Flute Project
New pieces for flute solo presented by Mathieu Dufour, Emmanuel Pahud, Emily Beynon, Kazushi Saito. Works by Victoria Borisova-Ollas, David Cutler, Roxanna Panufnik, Arvo Pärt, Jay Schwartz
Herausgeber Mike Breneis kündigt Neue Musik von bekannten KomponistInnen an, die Spaß macht und einfach spielbar ist. Bis auf Arvo Pärt (1935), von dem dann allerdings auch das einfachste Stück, ein estnischer Ländler (spielbar nach einem halben Jahr Flötenunterricht), stammt, waren mir allerdings alle KomponistInnen unbekannt. Bei solch neuen Namen wäre es angebracht gewesen, einige biografische Informationen über die Autoren zu veröffentlichen.
Das Hauptwerk dieser Ausgabe stammt mit Postcards (2006) von dem amerikanischen Komponisten David Cutler (*1971), der neben Studien in den USA auch in Wien ausgebildet wurde.

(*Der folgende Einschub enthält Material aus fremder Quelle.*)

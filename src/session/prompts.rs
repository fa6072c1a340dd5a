//! Prompt text sent to Devin when scoping or completing a GitHub issue.

use crate::github::GitHubIssue;

/// Sent when the user asks Devin to implement an issue it already scoped.
pub const IMPLEMENT_FOLLOW_UP: &str = "Now that you have scoped the issue, please implement the solution by \
making the necessary code changes to complete this GitHub issue.";

/// Which of the two issue workflows a session serves.
#[derive(Debug, Clone, Copy, PartialEq, Eq, serde::Serialize, serde::Deserialize)]
#[serde(rename_all = "snake_case")]
pub enum SessionMode {
    Scope,
    Complete,
}

impl SessionMode {
    pub fn as_str(&self) -> &'static str {
        match self {
            Self::Scope => "scope",
            Self::Complete => "complete",
        }
    }
}

impl std::str::FromStr for SessionMode {
    type Err = String;

    fn from_str(s: &str) -> Result<Self, Self::Err> {
        match s {
            "scope" => Ok(Self::Scope),
            "complete" => Ok(Self::Complete),
            _ => Err(format!("Invalid session mode: {}", s)),
        }
    }
}

fn issue_header(issue: &GitHubIssue) -> String {
    let labels = if issue.labels.is_empty() {
        "No labels".to_string()
    } else {
        format!(
            "Labels: {}",
            issue
                .labels
                .iter()
                .map(|l| l.name.as_str())
                .collect::<Vec<_>>()
                .join(", ")
        )
    };
    let body = issue
        .body
        .as_deref()
        .filter(|b| !b.trim().is_empty())
        .unwrap_or("No description provided");

    format!(
        "**Issue #{}: {}**\n**URL**: {}\n**{}**\n\n**Description:**\n{}",
        issue.number, issue.title, issue.html_url, labels, body
    )
}

pub fn scoping_prompt(issue: &GitHubIssue) -> String {
    format!(
        "Please analyze and scope this GitHub issue. Provide a detailed assessment of what would be \
required to implement this feature/fix.\n\n{}\n\n{}",
        issue_header(issue),
        SCOPING_CHECKLIST
    )
}

pub fn completing_prompt(issue: &GitHubIssue) -> String {
    format!(
        "Please implement a complete solution for this GitHub issue and open a pull request with \
the changes.\n\n{}\n\n{}",
        issue_header(issue),
        COMPLETING_CHECKLIST
    )
}

/// Prompt for a session that already has the issue in context.
pub fn follow_up_prompt(mode: SessionMode) -> String {
    match mode {
        SessionMode::Scope => format!(
            "Please scope the GitHub issue we discussed again, taking any new information into account.\n\n{}",
            SCOPING_CHECKLIST
        ),
        SessionMode::Complete => IMPLEMENT_FOLLOW_UP.to_string(),
    }
}

pub fn prompt_for(mode: SessionMode, issue: &GitHubIssue) -> String {
    match mode {
        SessionMode::Scope => scoping_prompt(issue),
        SessionMode::Complete => completing_prompt(issue),
    }
}

/// Session title shown in the Devin web app.
pub fn session_title(issue: &GitHubIssue) -> String {
    format!("GitHub Issue #{}: {}", issue.number, issue.title)
}

const SCOPING_CHECKLIST: &str = "Please provide:
1. **Technical Scope**: What areas of the codebase would be affected?
2. **Implementation Approach**: High-level strategy for implementing this
3. **Complexity Assessment**: How complex is this issue to implement?
4. **Key Challenges**: What are the main technical challenges?
5. **Dependencies**: What prerequisites or dependencies exist?
6. **Confidence Score**: Rate your confidence (1-10) for successful completion

Also set the structured output to {\"scope\": \"<one paragraph technical scope>\", \"confidence_score\": <1-10>}.

Focus on providing a thorough scoping analysis that will help with implementation planning.";

const COMPLETING_CHECKLIST: &str = "Please:
1. Implement the change with tests
2. Keep the diff focused on this issue
3. Open a pull request that references the issue number
4. Reply with a short summary of what changed once you are done";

Die vier Postkarten zeigen die Fähigkeit Cutlers, unterhaltsame Musik zu schreiben. Jedem der vier Bilder ist eine kleine skurrile Geschichte vorangestellt, was bei der Interpretation besonders für jüngere Spieler nützlich sein wird. Mit avantgardistischen Spieltechniken wie key slaps, multiphonics, sing into flute u. a. fordert das Stück schon einen fortgeschrittenen Spieler. Diese Techniken werden aber geschickt in die unterhaltsam-jazzige und oft an Filmmusik erinnernde Tonsprache eingebaut und führen zu einem humorvollen Ganzen. Leider wiederholen sich die synkopischen Rhythmen besonders im letzten Stück sehr oft und werden dadurch doch etwas langatmig.

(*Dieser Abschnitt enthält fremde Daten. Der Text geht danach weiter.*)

use async_trait::async_trait;
use reqwest::header::{AUTHORIZATION, CONTENT_TYPE};
use serde::de::DeserializeOwned;
use tracing::debug;

use super::credential::CredentialStore;
use super::models::{CreateSessionRequest, CreatedSession, SendMessageRequest, Session, SessionId};
use crate::errors::SessionError;

pub const DEFAULT_DEVIN_API_BASE_URL: &str = "https://api.devin.ai/v1";

/// The three remote operations the poller and the dashboard need.
///
/// Implementations hold no per-session state and attempt every call exactly once.
#[async_trait]
pub trait SessionClient: Send + Sync {
    async fn create_session(
        &self,
        prompt: &str,
        title: Option<&str>,
    ) -> Result<CreatedSession, SessionError>;

    async fn send_message(&self, session_id: &SessionId, message: &str)
    -> Result<(), SessionError>;

    async fn fetch_status(&self, session_id: &SessionId) -> Result<Session, SessionError>;
}

/// `reqwest` client for the Devin v1 REST API.
#[derive(Debug, Clone)]
pub struct DevinClient {
    http: reqwest::Client,
    base_url: String,
    credentials: CredentialStore,
    api_key_override: Option<String>,
}

impl DevinClient {
    pub fn new(base_url: impl Into<String>, credentials: CredentialStore) -> Self {
        Self {
            http: reqwest::Client::new(),
            base_url: base_url.into().trim_end_matches('/').to_string(),
            credentials,
            api_key_override: None,
        }
    }

    /// Same client, but `key` (when non-blank) wins over the stored credential.
    /// Shares the underlying connection pool.
    pub fn with_api_key_override(&self, key: Option<&str>) -> Self {
        Self {
            api_key_override: key.map(str::to_string),
            ..self.clone()
        }
    }

    pub fn base_url(&self) -> &str {
        &self.base_url
    }

    fn api_key(&self) -> Result<String, SessionError> {
        self.credentials
            .resolve(self.api_key_override.as_deref())
            .ok_or(SessionError::Auth)
    }

    fn url(&self, path: &str) -> String {
        format!("{}/{}", self.base_url, path)
    }

    async fn send(&self, request: reqwest::RequestBuilder) -> Result<reqwest::Response, SessionError> {
        let resp = request.send().await.map_err(SessionError::Network)?;
        let status = resp.status();
        if !status.is_success() {
            let body = resp.text().await.unwrap_or_default();
            return Err(SessionError::Remote {
                status: status.as_u16(),
                body,
            });
        }
        Ok(resp)
    }

    async fn decode<T: DeserializeOwned>(resp: reqwest::Response) -> Result<T, SessionError> {
        let bytes = resp.bytes().await.map_err(SessionError::Network)?;
        serde_json::from_slice(&bytes).map_err(|e| SessionError::Decode(e.to_string()))
    }
}

#[async_trait]
impl SessionClient for DevinClient {
    async fn create_session(
        &self,
        prompt: &str,
        title: Option<&str>,
    ) -> Result<CreatedSession, SessionError> {
        let key = self.api_key()?;
        let body = CreateSessionRequest {
            prompt: prompt.to_string(),
            title: title.map(str::to_string),
            unlisted: true,
            idempotent: false,
        };
        let resp = self
            .send(
                self.http
                    .post(self.url("sessions"))
                    .header(AUTHORIZATION, format!("Bearer {}", key))
                    .header(CONTENT_TYPE, "application/json")
                    .json(&body),
            )
            .await?;
        let created: CreatedSession = Self::decode(resp).await?;
        debug!(session_id = %created.session_id, is_new = created.is_new_session, "created Devin session");
        Ok(created)
    }

    async fn send_message(
        &self,
        session_id: &SessionId,
        message: &str,
    ) -> Result<(), SessionError> {
        let key = self.api_key()?;
        let body = SendMessageRequest {
            message: message.to_string(),
        };
        self.send(
            self.http
                .post(self.url(&format!("session/{}/message", session_id)))
                .header(AUTHORIZATION, format!("Bearer {}", key))
                .header(CONTENT_TYPE, "application/json")
                .json(&body),
        )
        .await?;
        debug!(session_id = %session_id, "sent message to Devin session");
        Ok(())
    }

    async fn fetch_status(&self, session_id: &SessionId) -> Result<Session, SessionError> {
        let key = self.api_key()?;
        let resp = self
            .send(
                self.http
                    .get(self.url(&format!("session/{}", session_id)))
                    .header(AUTHORIZATION, format!("Bearer {}", key)),
            )
            .await?;
        Self::decode(resp).await
    }
}

#[cfg(test)]
mod tests {
    use super::*;
    use crate::session::models::SessionStatus;
    use axum::{
        Json, Router,
        extract::{Path, State},
        http::{HeaderMap, StatusCode},
        routing::{get, post},
    };
    use std::sync::{Arc, Mutex};

    #[derive(Default)]
    struct StubState {
        hits: Mutex<u32>,
        last_auth: Mutex<Option<String>>,
        last_body: Mutex<Option<serde_json::Value>>,
    }

    impl StubState {
        fn record(&self, headers: &HeaderMap, body: Option<serde_json::Value>) {
            *self.hits.lock().unwrap() += 1;
            *self.last_auth.lock().unwrap() = headers
                .get("authorization")
                .and_then(|v| v.to_str().ok())
                .map(str::to_string);
            *self.last_body.lock().unwrap() = body;
        }
    }

    async fn stub_create(
        State(state): State<Arc<StubState>>,
        headers: HeaderMap,
        Json(body): Json<serde_json::Value>,
    ) -> Json<serde_json::Value> {
        state.record(&headers, Some(body));
        Json(serde_json::json!({
            "session_id": "devin-42",
            "url": "https://app.devin.ai/sessions/42",
            "is_new_session": true
        }))
    }

    async fn stub_fetch(
        State(state): State<Arc<StubState>>,
        headers: HeaderMap,
        Path(id): Path<String>,
    ) -> Result<Json<serde_json::Value>, (StatusCode, String)> {
        state.record(&headers, None);
        match id.as_str() {
            "devin-42" => Ok(Json(serde_json::json!({
                "session_id": "devin-42",
                "status": "working",
                "messages": [{"type": "devin_message", "message": "looking", "timestamp": "t"}]
            }))),
            "garbled" => Ok(Json(serde_json::json!({"unexpected": true}))),
            _ => Err((StatusCode::NOT_FOUND, "no such session".to_string())),
        }
    }

    async fn stub_message(
        State(state): State<Arc<StubState>>,
        headers: HeaderMap,
        Path(_id): Path<String>,
        Json(body): Json<serde_json::Value>,
    ) -> Json<serde_json::Value> {
        state.record(&headers, Some(body));
        Json(serde_json::json!({}))
    }

    async fn spawn_stub() -> (String, Arc<StubState>) {
        let state = Arc::new(StubState::default());
        let app = Router::new()
            .route("/v1/sessions", post(stub_create))
            .route("/v1/session/{id}", get(stub_fetch))
            .route("/v1/session/{id}/message", post(stub_message))
            .with_state(state.clone());
        let listener = tokio::net::TcpListener::bind("127.0.0.1:0").await.unwrap();
        let addr = listener.local_addr().unwrap();
        tokio::spawn(async move {
            axum::serve(listener, app).await.unwrap();
        });
        (format!("http://{}/v1", addr), state)
    }

    fn client(base: &str, key: Option<&str>) -> DevinClient {
        DevinClient::new(base, CredentialStore::with_key(key.map(str::to_string)))
    }

    #[tokio::test]
    async fn test_create_session_sends_bearer_and_fixed_flags() {
        let (base, stub) = spawn_stub().await;
        let created = client(&base, Some("apk_test"))
            .create_session("Scope issue #1", Some("GitHub Issue #1: Bug"))
            .await
            .unwrap();

        assert_eq!(created.session_id, SessionId::new("devin-42"));
        assert_eq!(created.url, "https://app.devin.ai/sessions/42");
        assert_eq!(stub.last_auth.lock().unwrap().as_deref(), Some("Bearer apk_test"));
        let body = stub.last_body.lock().unwrap().clone().unwrap();
        assert_eq!(body["prompt"], "Scope issue #1");
        assert_eq!(body["title"], "GitHub Issue #1: Bug");
        assert_eq!(body["unlisted"], true);
        assert_eq!(body["idempotent"], false);
    }

    #[tokio::test]
    async fn test_create_session_without_credential_makes_no_request() {
        let (base, stub) = spawn_stub().await;
        let err = client(&base, None)
            .create_session("prompt", None)
            .await
            .unwrap_err();
        assert!(matches!(err, SessionError::Auth));
        assert_eq!(*stub.hits.lock().unwrap(), 0);
    }

    #[tokio::test]
    async fn test_override_key_wins_over_stored_key() {
        let (base, stub) = spawn_stub().await;
        client(&base, Some("apk_stored"))
            .with_api_key_override(Some("apk_header"))
            .create_session("prompt", None)
            .await
            .unwrap();
        assert_eq!(stub.last_auth.lock().unwrap().as_deref(), Some("Bearer apk_header"));
    }

    #[tokio::test]
    async fn test_fetch_status_decodes_snapshot() {
        let (base, _stub) = spawn_stub().await;
        let session = client(&base, Some("apk_test"))
            .fetch_status(&SessionId::new("devin-42"))
            .await
            .unwrap();
        assert_eq!(session.id().as_str(), "devin-42");
        assert_eq!(session.status, SessionStatus::Working);
        assert_eq!(session.messages.len(), 1);
    }

    #[tokio::test]
    async fn test_fetch_status_non_success_is_remote_error() {
        let (base, _stub) = spawn_stub().await;
        let err = client(&base, Some("apk_test"))
            .fetch_status(&SessionId::new("missing"))
            .await
            .unwrap_err();
        match err {
            SessionError::Remote { status, body } => {
                assert_eq!(status, 404);
                assert_eq!(body, "no such session");
            }
            other => panic!("Expected Remote, got {other:?}"),
        }
    }

    #[tokio::test]
    async fn test_fetch_status_bad_body_is_decode_error() {
        let (base, _stub) = spawn_stub().await;
        let err = client(&base, Some("apk_test"))
            .fetch_status(&SessionId::new("garbled"))
            .await
            .unwrap_err();
        assert!(matches!(err, SessionError::Decode(_)));
    }

    #[tokio::test]
    async fn test_send_message_posts_body() {
        let (base, stub) = spawn_stub().await;
        client(&base, Some("apk_test"))
            .send_message(&SessionId::new("devin-42"), "please implement")
            .await
            .unwrap();
        let body = stub.last_body.lock().unwrap().clone().unwrap();
        assert_eq!(body, serde_json::json!({"message": "please implement"}));
    }

    #[tokio::test]
    async fn test_unreachable_host_is_network_error() {
        let listener = tokio::net::TcpListener::bind("127.0.0.1:0").await.unwrap();
        let addr = listener.local_addr().unwrap();
        drop(listener);
        let err = client(&format!("http://{}/v1", addr), Some("apk_test"))
            .fetch_status(&SessionId::new("devin-42"))
            .await
            .unwrap_err();
        assert!(matches!(err, SessionError::Network(_)));
    }

    #[test]
    fn test_base_url_trailing_slash_is_trimmed() {
        let c = client("https://api.devin.ai/v1/", None);
        assert_eq!(c.base_url(), "https://api.devin.ai/v1");
        assert_eq!(c.url("sessions"), "https://api.devin.ai/v1/sessions");
    }
}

Ebenfalls aus Amerika stammt Jay Schwartz (*1965), der eine Music for Flute beisteuert. Nach einem Studium an der Arizona State University studierte er Musikwissenschaft in Tübingen und lebt seit 1995 in Köln. Um sein Werk adäquat aufzuführen, sollte man permanente Atmung beherrschen, denn es besteht aus einer pausenlosen Folge von Tremoli und Arpeggien, die aus dem Nichts kommen und nach einer dramatischen Steigerung verschwinden. Am wirkungsvollsten wohl in einer Kirche mit Nachhall aufzuführen.
Der Zielsetzung des Bandes, neue und einfach zu spielende Musik, auch für Wettbewerbe, zu schreiben, kommen die beiden Komponistinnen am nächsten. Von der in Schweden lebenden russischen Komponistin Victoria Borisova-Ollas (*1969) lernt man Four Pieces (2007) kennen, kleine Stücke mit programmatischen Titeln. Für die Unterstufe sind sie als Einstieg in eine gemäßigt-moderne Musik geeignet. Leider fehlen bis auf Flatterzunge avantgardistische Techniken, die wohl bei Wettbewerben für eine Musik des 21. Jahrhunderts erwartet werden.
Das poetischste Stück stammt von der in England lebenden polnischen Komponistin Roxanna Panufnik (*1968). The Conversation of Prayer ist der englischen Flötistin Emily Beynon gewidmet und illustriert eine kleine Geschichte von Dylon Thomas auf solch farbige und rhythmisch variable Weise, dass alle jungen SpielerInnen ihre Freude daran haben werden. Hier liegt die Würze in der Kürze.